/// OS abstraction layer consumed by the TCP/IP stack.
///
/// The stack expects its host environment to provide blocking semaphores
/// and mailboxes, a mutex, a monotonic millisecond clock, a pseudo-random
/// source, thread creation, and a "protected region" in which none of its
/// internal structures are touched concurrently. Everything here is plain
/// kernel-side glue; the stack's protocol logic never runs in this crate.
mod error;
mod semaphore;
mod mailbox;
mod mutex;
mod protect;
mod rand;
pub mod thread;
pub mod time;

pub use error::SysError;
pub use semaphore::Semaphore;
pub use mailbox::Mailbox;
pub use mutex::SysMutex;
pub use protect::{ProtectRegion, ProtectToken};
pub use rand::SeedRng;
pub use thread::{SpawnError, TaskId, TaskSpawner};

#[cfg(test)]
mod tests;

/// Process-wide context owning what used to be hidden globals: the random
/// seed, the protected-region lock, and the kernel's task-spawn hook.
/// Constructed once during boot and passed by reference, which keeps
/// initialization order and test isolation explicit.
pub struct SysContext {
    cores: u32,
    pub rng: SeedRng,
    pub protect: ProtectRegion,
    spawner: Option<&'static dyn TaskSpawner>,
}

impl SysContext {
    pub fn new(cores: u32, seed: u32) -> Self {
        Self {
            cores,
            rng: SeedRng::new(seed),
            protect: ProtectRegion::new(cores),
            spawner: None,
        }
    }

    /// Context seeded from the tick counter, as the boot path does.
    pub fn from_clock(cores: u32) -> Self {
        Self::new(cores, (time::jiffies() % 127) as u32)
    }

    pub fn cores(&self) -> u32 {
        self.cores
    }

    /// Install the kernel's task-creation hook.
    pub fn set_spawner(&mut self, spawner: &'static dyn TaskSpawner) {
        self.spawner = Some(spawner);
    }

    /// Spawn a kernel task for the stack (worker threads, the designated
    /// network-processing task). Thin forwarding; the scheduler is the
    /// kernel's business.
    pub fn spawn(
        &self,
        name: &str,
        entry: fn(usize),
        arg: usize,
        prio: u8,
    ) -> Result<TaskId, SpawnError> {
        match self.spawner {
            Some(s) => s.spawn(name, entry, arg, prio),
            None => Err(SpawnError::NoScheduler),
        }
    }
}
════════════════════
• _Exercise directions_
Go through the listing above and restate it word for word.

• _Task output_
/// OS abstraction layer consumed by the TCP/IP stack.
///
/// The stack expects its host environment to provide blocking semaphores
/// and mailboxes, a mutex, a monotonic millisecond clock, a pseudo-random
/// source, thread creation, and a "protected region" in which none of its
/// internal structures are touched concurrently. Everything here is plain
/// kernel-side glue; the stack's protocol logic never runs in this crate.
mod error;
mod semaphore;
mod mailbox;
mod mutex;
mod protect;
mod rand;
pub mod thread;
pub mod time;

pub use error::SysError;
pub use semaphore::Semaphore;
pub use mailbox::Mailbox;
pub use mutex::SysMutex;
pub use protect::{ProtectRegion, ProtectToken};
pub use rand::SeedRng;
pub use thread::{SpawnError, TaskId, TaskSpawner};

#[cfg(test)]
mod tests;

/// Process-wide context owning what used to be hidden globals: the random
/// seed, the protected-region lock, and the kernel's task-spawn hook.
/// Constructed once during boot and passed by reference, which keeps
/// initialization order and test isolation explicit.
pub struct SysContext {
    cores: u32,
    pub rng: SeedRng,
    pub protect: ProtectRegion,
    spawner: Option<&'static dyn TaskSpawner>,
}

impl SysContext {
    pub fn new(cores: u32, seed: u32) -> Self {
        Self {
            cores,
            rng: SeedRng::new(seed),
            protect: ProtectRegion::new(cores),
            spawner: None,
        }
    }

    /// Context seeded from the tick counter, as the boot path does.
    pub fn from_clock(cores: u32) -> Self {
        Self::new(cores, (time::jiffies() % 127) as u32)
    }

    pub fn cores(&self) -> u32 {
        self.cores
    }

    /// Install the kernel's task-creation hook.
    pub fn set_spawner(&mut self, spawner: &'static dyn TaskSpawner) {
        self.spawner = Some(spawner);
    }

    /// Spawn a kernel task for the stack (worker threads, the designated
    /// network-processing task). Thin forwarding; the scheduler is the
    /// kernel's business.
    pub fn spawn(
        &self,
        name: &str,
        entry: fn(usize),
        arg: usize,
        prio: u8,
    ) -> Result<TaskId, SpawnError> {
        match self.spawner {
            Some(s) => s.spawn(name, entry, arg, prio),
            None => Err(SpawnError::NoScheduler),
        }
    }
}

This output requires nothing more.